Saccos are yet to take uniform approach to the pandemic with bodies such as Kenya Union of Savings and Credit Cooperatives Limited (Kuscco) asking members to be cautious in lending.

“We advise Saccos to reduce long term lending, retain interest on loans as agreed by respective SACCO boards and restructuring of loans where need be, on a case by case basis,” advised Kuscco managing director George Ototo.

Saccos had for long been preferred by customers because of lower interest rates in comparison to rates of as high as 25 percent in the banking sector.

However, commercial banks have now cut the price of loans to the lowest level in 15 years as CBK reduced the benchmark lending rate in the wake of removal of rate cap laws and onset of coronavirus pandemic.

Lending rates closed March averaging 12.09 percent, the lowest since January 2005 when it was at 12.12 percent in the reign of ex-CBK governor Andrew Mullei.

The drop is despite National Assembly in October last year having repealed the Banking (Amendment) Act 2016 and, allowing banks a free hand in deciding on interest rates to charge customers.

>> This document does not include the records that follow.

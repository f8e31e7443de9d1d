mod connection_handle;
mod connection_registry;

pub use connection_handle::*;
pub use connection_registry::*;
use vaarta_core::{MemberInfo, ParticipantId, RoomId};

/// Membership of one room. Always accessed under the room's own lock.
#[derive(Debug)]
pub struct Room {
    id: RoomId,
    members: Vec<MemberInfo>,
    closed: bool,
}

impl Room {
    pub fn new(id: RoomId) -> Self {
        Self {
            id,
            members: Vec::new(),
            closed: false,
        }
    }

    pub fn id(&self) -> &RoomId {
        &self.id
    }

    /// Members in join order.
    pub fn members(&self) -> &[MemberInfo] {
        &self.members
    }

    pub fn contains(&self, participant_id: &ParticipantId) -> bool {
        self.members
            .iter()
            .any(|m| &m.participant_id == participant_id)
    }

    pub fn insert(&mut self, member: MemberInfo) {
        if !self.contains(&member.participant_id) {
            self.members.push(member);
        }
    }

    pub fn remove(&mut self, participant_id: &ParticipantId) -> Option<MemberInfo> {
        let idx = self
            .members
            .iter()
            .position(|m| &m.participant_id == participant_id)?;
        Some(self.members.remove(idx))
    }

    pub fn is_empty(&self) -> bool {
        self.members.is_empty()
    }

    /// A closed room has been unlinked from the directory; joiners that raced
    /// with the last leave must retry against a fresh entry.
    pub fn is_closed(&self) -> bool {
        self.closed
    }

    pub(crate) fn close(&mut self) {
        self.closed = true;
    }
}
use std::net::SocketAddr;
use vaarta_core::IceServerConfig;

pub const DEFAULT_BIND_ADDR: &str = "0.0.0.0:3000";
pub const DEFAULT_STUN_SERVER: &str = "stun:stun.l.google.com:19302";

/// Settings for the signaling relay.
#[derive(Debug, Clone)]
pub struct ServerConfig {
    pub bind_addr: SocketAddr,
    /// Pushed to every client in the `ice:config` frame right after welcome.
    pub ice_servers: Vec<IceServerConfig>,
}

impl Default for ServerConfig {
    fn default() -> Self {
        Self {
            bind_addr: SocketAddr::from(([0, 0, 0, 0], 3000)),
            ice_servers: vec![IceServerConfig::stun(DEFAULT_STUN_SERVER)],
        }
    }
}

impl ServerConfig {
    pub fn with_bind_addr(mut self, bind_addr: SocketAddr) -> Self {
        self.bind_addr = bind_addr;
        self
    }

    pub fn with_ice_servers(mut self, ice_servers: Vec<IceServerConfig>) -> Self {
        self.ice_servers = ice_servers;
        self
    }
}
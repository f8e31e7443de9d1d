use crate::SignalingService;
use axum::extract::State;
use axum::extract::ws::{Message, WebSocket, WebSocketUpgrade};
use axum::response::IntoResponse;
use futures::{SinkExt, StreamExt};
use tokio::sync::mpsc;
use tracing::{error, info, warn};
use vaarta_core::SignalMessage;

pub async fn ws_handler(
    ws: WebSocketUpgrade,
    State(service): State<SignalingService>,
) -> impl IntoResponse {
    ws.on_upgrade(move |socket| handle_socket(socket, service))
}

async fn handle_socket(socket: WebSocket, service: SignalingService) {
    let (mut sender, mut receiver) = socket.split();
    let (tx, mut rx) = mpsc::unbounded_channel::<SignalMessage>();

    let participant_id = service.connect(tx);
    info!("New WebSocket connection: {}", participant_id);

    let mut send_task = tokio::spawn(async move {
        while let Some(msg) = rx.recv().await {
            let json = match msg.to_json() {
                Ok(json) => json,
                Err(e) => {
                    error!("Failed to serialize signal message: {}", e);
                    continue;
                }
            };
            if sender.send(Message::Text(json.into())).await.is_err() {
                break;
            }
        }
    });

    let mut recv_task = tokio::spawn({
        let service = service.clone();

        async move {
            while let Some(Ok(msg)) = receiver.next().await {
                match msg {
                    Message::Text(text) => service.receive_text(participant_id, &text),
                    Message::Binary(_) => {
                        warn!("Binary frame from {} ignored", participant_id)
                    }
                    Message::Close(_) => break,
                    _ => {}
                }
            }
        }
    });

    tokio::select! {
        _ = (&mut send_task) => recv_task.abort(),
        _ = (&mut recv_task) => send_task.abort(),
    };

    service.disconnect(&participant_id);
    info!("WebSocket disconnected: {}", participant_id);
}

This is after CBK embarked on cutting the benchmark lending rate to signal cheaper credit.

Saccos are now under pressure to relook into their pricing models so as not to lose members to banks, especially when it comes to loans.

However, this comparative advantage of good rates previously associated with Saccos is slowly being encroached, and therefore competition with banks is set to get stiffer.

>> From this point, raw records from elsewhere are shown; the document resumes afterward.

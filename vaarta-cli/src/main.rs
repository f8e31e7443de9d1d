use anyhow::{Context, Result};
use clap::Parser;
use colored::*;
use std::net::SocketAddr;
use tracing::info;
use tracing_subscriber::EnvFilter;
use vaarta_core::IceServerConfig;
use vaarta_server::{DEFAULT_BIND_ADDR, DEFAULT_STUN_SERVER, ServerConfig, serve};

#[derive(Parser, Debug)]
#[command(name = "vaarta-relay")]
#[command(about = "Room membership and call signaling relay")]
struct Args {
    /// Address the WebSocket endpoint listens on.
    #[arg(long, env = "VAARTA_BIND", default_value = DEFAULT_BIND_ADDR)]
    bind: SocketAddr,

    /// STUN/TURN URLs handed to clients in `ice:config`.
    #[arg(
        long,
        env = "VAARTA_ICE_SERVERS",
        value_delimiter = ',',
        default_value = DEFAULT_STUN_SERVER
    )]
    ice_servers: Vec<String>,

    /// Username for the `turn:`/`turns:` entries of `--ice-servers`.
    #[arg(long, env = "VAARTA_ICE_USERNAME", requires = "ice_credential")]
    ice_username: Option<String>,

    #[arg(long, env = "VAARTA_ICE_CREDENTIAL", requires = "ice_username")]
    ice_credential: Option<String>,

    /// Used when RUST_LOG is not set.
    #[arg(long, env = "VAARTA_LOG", default_value = "info")]
    log_level: String,
}

impl Args {
    fn server_config(&self) -> ServerConfig {
        let ice_servers = self
            .ice_servers
            .iter()
            .map(|url| url.trim())
            .filter(|url| !url.is_empty())
            .map(|url| match (&self.ice_username, &self.ice_credential) {
                (Some(username), Some(credential)) if IceServerConfig::is_turn(url) => {
                    IceServerConfig::turn(url, username, credential)
                }
                _ => IceServerConfig::stun(url),
            })
            .collect();

        ServerConfig::default()
            .with_bind_addr(self.bind)
            .with_ice_servers(ice_servers)
    }
}

fn init_tracing(default_level: &str) -> Result<()> {
    let filter = EnvFilter::try_from_default_env()
        .or_else(|_| EnvFilter::try_new(default_level))
        .context("Invalid log filter")?;

    tracing_subscriber::fmt().with_env_filter(filter).init();
    Ok(())
}

#[tokio::main]
async fn main() -> Result<()> {
    let args = Args::parse();
    init_tracing(&args.log_level)?;

    let config = args.server_config();

    println!("{}", "Starting vaarta signaling relay".green().bold());
    println!("   WebSocket: ws://{}/ws", config.bind_addr);
    println!("   Health:    http://{}/health", config.bind_addr);
    for server in &config.ice_servers {
        println!("   ICE:       {}", server.urls.join(", ").cyan());
    }
    info!("Configured {} ICE servers", config.ice_servers.len());

    serve(config).await
}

Stiff competition is also coming from other financial service providers, particularly with the growth in popularity of the digital credit service providers that principally specialize in unsecured microcredit loans issued via mobile phones.

Saccos traditionally pay good returns on members’ deposits, reports from Saccos Societies Regulatory Authority (Sasra) show.

Saccos normally pay interests on the members’ deposits and dividends on members’ share capital at such rate as may be proposed by the board of directors and approved by the general meeting of the members

For instance, deposit taking Saccos paid interest on deposits at an average rate of 7.1 percent as share capital on the other hand attracted dividends at the rate of 9.40 percent. Sector figures for last year are yet to be released.